Look through the listing and locate every line containing the word "PoisonError"; copy those lines.

BEGIN

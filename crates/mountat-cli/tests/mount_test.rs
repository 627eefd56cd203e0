//! End-to-end mounts of overlay fixtures through every mechanism.
//!
//! These need `CAP_SYS_ADMIN` and overlayfs:
//! `sudo -E cargo test -p mountat-cli -- --ignored`.

#![allow(clippy::expect_used, clippy::unwrap_used, missing_docs)]

use std::path::PathBuf;
use std::sync::atomic::{AtomicBool, Ordering};
use std::sync::{Arc, Mutex, MutexGuard, PoisonError};

use mountat_bench::driver::{Driver, Mechanism};
use mountat_bench::fixture::OverlayFixture;
use mountat_bench::verify::verify_mount;
use mountat_common::config::BenchConfig;
use mountat_core::filesystem::mount::unmount_with_retry;
use mountat_core::isolation::fork;
use mountat_core::isolation::reexec::ReexecMounter;
use mountat_core::retry::{RetryPolicy, Settlement};

const BIN: &str = env!("CARGO_BIN_EXE_mountat");

// Tests that move the process cwd, directly or through the direct
// baseline, must not overlap.
static CWD_LOCK: Mutex<()> = Mutex::new(());

fn lock_cwd() -> MutexGuard<'static, ()> {
    CWD_LOCK.lock().unwrap_or_else(PoisonError::into_inner)
}

/// Runs `f` while another thread keeps moving the process-wide cwd between
/// `elsewhere` and the current directory.
fn with_cwd_flipping<T>(elsewhere: PathBuf, f: impl FnOnce() -> T) -> T {
    let home = std::env::current_dir().unwrap();
    let stop = Arc::new(AtomicBool::new(false));
    let flipper = {
        let stop = Arc::clone(&stop);
        std::thread::spawn(move || {
            while !stop.load(Ordering::SeqCst) {
                std::env::set_current_dir(&elsewhere).unwrap();
                std::env::set_current_dir(&home).unwrap();
            }
        })
    };

    let value = f();
    stop.store(true, Ordering::SeqCst);
    flipper.join().unwrap();
    value
}

fn driver() -> Driver {
    Driver::new(&BenchConfig::default())
        .expect("driver")
        .with_reexec(ReexecMounter::with_executable(BIN))
}

fn round_trip(mechanism: Mechanism, layers: usize) {
    let mut fixture = OverlayFixture::build(layers).expect("fixture");
    let common = fixture.open_common().expect("open common");
    let driver = driver();

    driver.mount(mechanism, &fixture, &common).expect("mount");
    let verified = verify_mount(&fixture.layout().target_dir, layers);
    driver.unmount(&fixture).expect("unmount");
    fixture.cleanup().expect("cleanup");
    verified.expect("verify");
}

#[test]
#[ignore = "requires root and overlayfs"]
fn fork_round_trip_across_layer_counts() {
    for layers in [1, 16, 128] {
        round_trip(Mechanism::Fork, layers);
    }
}

#[test]
#[ignore = "requires root and overlayfs"]
fn reexec_round_trip_across_layer_counts() {
    for layers in [1, 16, 128] {
        round_trip(Mechanism::Reexec, layers);
    }
}

#[test]
#[ignore = "requires root and overlayfs"]
fn direct_baseline_round_trip() {
    let _cwd = lock_cwd();
    round_trip(Mechanism::Direct, 16);
}

#[test]
#[ignore = "requires root and overlayfs"]
fn reexec_ten_layers_reads_back_layer_seven() {
    let mut fixture = OverlayFixture::build(10).expect("fixture");
    let mounter = ReexecMounter::with_executable(BIN);

    mounter
        .mount_at(&fixture.layout().common_dir, fixture.request())
        .expect("mount");
    let content = std::fs::read_to_string(fixture.layout().target_dir.join("commit-7"));
    driver().unmount(&fixture).expect("unmount");
    fixture.cleanup().expect("cleanup");

    assert_eq!(content.expect("read commit-7"), "Hi, I'm No.7 Layer!");
}

#[test]
#[ignore = "requires root and overlayfs"]
fn unmount_converges_on_unmounted_target() {
    let mut fixture = OverlayFixture::build(2).expect("fixture");
    let outcome = unmount_with_retry(&fixture.layout().target_dir, &RetryPolicy::default())
        .expect("unmount");
    assert_eq!(outcome, Settlement::AlreadySettled(1));
    fixture.cleanup().expect("cleanup");
}

#[test]
#[ignore = "requires root and overlayfs"]
fn fork_mount_ignores_concurrent_chdir() {
    let _cwd = lock_cwd();
    let mut fixture = OverlayFixture::build(32).expect("fixture");
    let common = fixture.open_common().expect("open common");
    let before = std::env::current_dir().unwrap();

    // The relative lower layers do not exist under the upper directory.
    let mounted = with_cwd_flipping(fixture.layout().upper_dir.clone(), || {
        fork::mount_at(&common, fixture.request())
    });

    mounted.expect("mount");
    let verified = verify_mount(&fixture.layout().target_dir, 32);
    driver().unmount(&fixture).expect("unmount");
    fixture.cleanup().expect("cleanup");
    verified.expect("verify");
    assert_eq!(std::env::current_dir().unwrap(), before);
}

#[test]
#[ignore = "requires root and overlayfs"]
fn reexec_mount_ignores_concurrent_chdir() {
    let _cwd = lock_cwd();
    let mut fixture = OverlayFixture::build(32).expect("fixture");
    let mounter = ReexecMounter::with_executable(BIN);
    let before = std::env::current_dir().unwrap();

    let mounted = with_cwd_flipping(fixture.layout().upper_dir.clone(), || {
        mounter.mount_at(&fixture.layout().common_dir, fixture.request())
    });

    mounted.expect("mount");
    let verified = verify_mount(&fixture.layout().target_dir, 32);
    driver().unmount(&fixture).expect("unmount");
    fixture.cleanup().expect("cleanup");
    verified.expect("verify");
    assert_eq!(std::env::current_dir().unwrap(), before);
}

#[test]
#[ignore = "requires root and overlayfs"]
fn run_case_reports_every_iteration() {
    let _cwd = lock_cwd();
    let config = BenchConfig {
        layers: vec![4],
        iterations: 3,
        verify: true,
        ..BenchConfig::default()
    };
    let driver = Driver::new(&config)
        .expect("driver")
        .with_reexec(ReexecMounter::with_executable(BIN));
    let report = driver
        .run_bench(&config, &Mechanism::ALL)
        .expect("bench");
    assert_eq!(report.cases.len(), 3);
    assert!(report.cases.iter().all(|c| c.iterations == 3));
}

END

Solution to this problem —
use std::sync::{Arc, Mutex, MutexGuard, PoisonError};
    CWD_LOCK.lock().unwrap_or_else(PoisonError::into_inner)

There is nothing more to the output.